Foundation of the Ile Chauvet Abbey

The Ile Chauvet Abbey initially stood on a small island (ile), hence its name.

The rocky spur was one of the many islets in the Baie de Bourgneuf.

Ile Chauvet Abbey - Ruined church and monks dormitory
Ruined church and monks dormitory

The progressive silting of the bay and the draining of the marsh left place to solid land.

As a result, Ile Chauvet is today located a dozen kilometers from the littoral, in the village of Bois de Céné.

The shape of the island, however, can still be clearly seen from the air.

The Benedictine monks of the nearby Abbey of Absie-en-Gastine obviously thought that the rocky spur was a perfect location!

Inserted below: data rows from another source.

use std::collections::BTreeMap;
use std::sync::Arc;

use chrono::{Datelike, NaiveDate, NaiveDateTime};
use strum::IntoEnumIterator;
use tracing::{info, instrument};

use crate::error::AppError;
use crate::model::leave_request::{
    HalfDaySession, LeaveApplication, LeaveBalance, LeaveStatus, LeaveTransition, LeaveType,
    NewLeave,
};
use crate::service::policy::LeavePolicy;
use crate::store::{LeaveFilter, LeaveStore, Page};

#[derive(Debug, Clone)]
pub struct ApplyLeave {
    pub employee_id: u64,
    pub leave_type: LeaveType,
    pub from_date: NaiveDate,
    pub to_date: NaiveDate,
    pub is_half_day: bool,
    pub half_day_session: Option<HalfDaySession>,
    pub reason: Option<String>,
}

#[derive(Debug, Clone, Copy, PartialEq, Eq)]
pub enum Decision {
    Approve,
    Reject,
}

impl Decision {
    fn status(self) -> LeaveStatus {
        match self {
            Decision::Approve => LeaveStatus::Approved,
            Decision::Reject => LeaveStatus::Rejected,
        }
    }
}

/// Leave applications: conflict detection, yearly balances and the
/// pending -> approved/rejected/cancelled lifecycle.
pub struct LeaveLedger {
    leaves: Arc<dyn LeaveStore>,
    policy: LeavePolicy,
}

fn year_bounds(year: i32) -> Result<(NaiveDate, NaiveDate), AppError> {
    NaiveDate::from_ymd_opt(year, 1, 1)
        .zip(NaiveDate::from_ymd_opt(year, 12, 31))
        .ok_or_else(|| AppError::validation(format!("Invalid year {year}")))
}

impl LeaveLedger {
    pub fn new(leaves: Arc<dyn LeaveStore>, policy: LeavePolicy) -> Self {
        Self { leaves, policy }
    }

    #[instrument(skip(self, cmd), fields(employee_id = cmd.employee_id))]
    pub async fn apply(
        &self,
        cmd: ApplyLeave,
        now: NaiveDateTime,
    ) -> Result<LeaveApplication, AppError> {
        if cmd.to_date < cmd.from_date {
            return Err(AppError::validation("to_date cannot be before from_date"));
        }
        if cmd.is_half_day {
            if cmd.from_date != cmd.to_date {
                return Err(AppError::validation(
                    "Half-day leave must start and end on the same day",
                ));
            }
            if cmd.half_day_session.is_none() {
                return Err(AppError::validation(
                    "half_day_session is required for half-day leave",
                ));
            }
        } else if cmd.half_day_session.is_some() {
            return Err(AppError::validation(
                "half_day_session is only allowed for half-day leave",
            ));
        }

        let total_days = if cmd.is_half_day {
            0.5
        } else {
            ((cmd.to_date - cmd.from_date).num_days() + 1) as f64
        };

        let overlapping = self
            .leaves
            .find_overlapping(cmd.employee_id, cmd.from_date, cmd.to_date)
            .await?;
        if let Some(existing) = overlapping.first() {
            return Err(AppError::conflict(format!(
                "Overlaps with leave #{} ({} to {}, {})",
                existing.id,
                existing.from_date,
                existing.to_date,
                existing.status.as_str()
            )));
        }

        if let Some(allocated) = self.policy.allocation(cmd.leave_type) {
            let (start, end) = year_bounds(cmd.from_date.year())?;
            let used = self
                .leaves
                .approved_days_by_type(cmd.employee_id, start, end)
                .await?
                .get(&cmd.leave_type)
                .copied()
                .unwrap_or(0.0);
            let remaining = allocated - used;
            if remaining <= 0.0 || total_days > remaining {
                let remaining = remaining.max(0.0);
                return Err(AppError::validation(format!(
                    "Insufficient {} leave balance: requested {} day(s), {} remaining, short by {} day(s)",
                    cmd.leave_type.as_str(),
                    total_days,
                    remaining,
                    total_days - remaining
                )));
            }
        }

        let leave = self
            .leaves
            .insert(&NewLeave {
                employee_id: cmd.employee_id,
                leave_type: cmd.leave_type,
                from_date: cmd.from_date,
                to_date: cmd.to_date,
                total_days,
                is_half_day: cmd.is_half_day,
                half_day_session: cmd.half_day_session,
                reason: cmd.reason,
                created_at: now,
            })
            .await?;

        info!(
            target: "audit",
            action = "leave.applied",
            employee_id = leave.employee_id,
            leave_id = leave.id,
            leave_type = leave.leave_type.as_str(),
            total_days = leave.total_days,
            "Leave applied"
        );
        Ok(leave)
    }

    #[instrument(skip(self, note))]
    pub async fn review(
        &self,
        id: u64,
        decision: Decision,
        reviewer: u64,
        note: Option<String>,
        now: NaiveDateTime,
    ) -> Result<LeaveApplication, AppError> {
        let note = note
            .map(|n| n.trim().to_string())
            .filter(|n| !n.is_empty());
        if decision == Decision::Reject && note.is_none() {
            return Err(AppError::validation("A reason is required to reject leave"));
        }

        let leave = self.get(id).await?;
        if leave.status != LeaveStatus::Pending {
            return Err(AppError::conflict("Leave application already processed"));
        }

        let change = LeaveTransition {
            from: vec![LeaveStatus::Pending],
            to: decision.status(),
            reviewed_by: Some(reviewer),
            reviewed_at: Some(now),
            decision_note: note,
        };
        if !self.leaves.transition(id, &change).await? {
            return Err(AppError::conflict("Leave application already processed"));
        }

        info!(
            target: "audit",
            action = "leave.reviewed",
            leave_id = id,
            employee_id = leave.employee_id,
            reviewer,
            status = change.to.as_str(),
            "Leave reviewed"
        );
        self.get(id).await
    }

    /// Cancels the actor's own application before it starts.
    #[instrument(skip(self))]
    pub async fn cancel(
        &self,
        id: u64,
        actor_employee_id: u64,
        now: NaiveDateTime,
    ) -> Result<LeaveApplication, AppError> {
        let leave = self.get(id).await?;
        if leave.employee_id != actor_employee_id {
            return Err(AppError::precondition("Only the applicant can cancel"));
        }
        if !leave.status.is_active() {
            return Err(AppError::precondition("Leave application already processed"));
        }
        if now.date() >= leave.from_date {
            return Err(AppError::precondition("Leave has already started"));
        }

        let change = LeaveTransition {
            from: vec![LeaveStatus::Pending, LeaveStatus::Approved],
            to: LeaveStatus::Cancelled,
            reviewed_by: None,
            reviewed_at: None,
            decision_note: None,
        };
        if !self.leaves.transition(id, &change).await? {
            return Err(AppError::precondition("Leave application already processed"));
        }

        info!(
            target: "audit",
            action = "leave.cancelled",
            leave_id = id,
            employee_id = actor_employee_id,
            previous = leave.status.as_str(),
            "Leave cancelled"
        );
        self.get(id).await
    }

    /// Allocation, approved usage and remainder for every leave type in `year`.
    /// `remaining` may go negative if allocations were lowered.
    pub async fn balance(
        &self,
        employee_id: u64,
        year: i32,
    ) -> Result<BTreeMap<LeaveType, LeaveBalance>, AppError> {
        let (start, end) = year_bounds(year)?;
        let used = self
            .leaves
            .approved_days_by_type(employee_id, start, end)
            .await?;

        Ok(LeaveType::iter()
            .map(|leave_type| {
                let used = used.get(&leave_type).copied().unwrap_or(0.0);
                let allocated = self.policy.allocation(leave_type);
                (
                    leave_type,
                    LeaveBalance {
                        allocated,
                        used,
                        remaining: allocated.map(|a| a - used),
                    },
                )
            })
            .collect())
    }

    pub async fn get(&self, id: u64) -> Result<LeaveApplication, AppError> {
        self.leaves
            .get(id)
            .await?
            .ok_or_else(|| AppError::not_found(format!("Leave application {id} not found")))
    }

    pub async fn list(&self, filter: &LeaveFilter) -> Result<Page<LeaveApplication>, AppError> {
        Ok(self.leaves.list(filter).await?)
    }
}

They founded their abbey in 1130, under the protection of the lord of Garnache.

They also drained the surrounding marshes and built dykes in order to isolate their land.

The meadows and salt marshes they created remained their main source of income throughout the Middle Ages.

Decline of the abbey

Ile chauvet Abbey - Romanesque sculptures
Romanesque sculptures

However, the abbey’s remote location didn’t spare it from recurrent attacks through the centuries.

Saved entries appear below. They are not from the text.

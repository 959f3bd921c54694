pub mod attendance;
pub mod employee;
pub mod holiday;
pub mod leave_request;
pub mod role;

The English – yes, them again! – destroyed it in 1381 during the Hundred Years War and the Protestants burnt it in 1558 during the Wars of Religions.

The monks had not choice, but to abandon their ruined monastery.

But resilience is a holy virtue, so they rebuilt it and returned in 1680!

Monastic life therefore resumed, but the Benedictine rule was abandoned in favour of the less strict Camaldule rule.

The monks of the Ile Chauvet Abbey lived in peace for another 98 years, until the eve of the French Revolution.

Ile Chauvet Abbey, a listed Historical Monument

The abbey became national property in 1791 and progressively fell into ruins.

All that is left of the original buildings are the ruined Romanesque abbey church, the well, the pilgrims hospice and the monks dormitory.

Ile Chauvet Abbey - Ruined church
Ruined church

The beautifully Gothic well once stood in the centre of the long gone cloister.

This well, but also the ruined church – including the font and the five-arch vaulted porch – the pilgrims hospice, the 12th century dormitory and its original roof frame and all the floors were classified Historical Monuments in 1992.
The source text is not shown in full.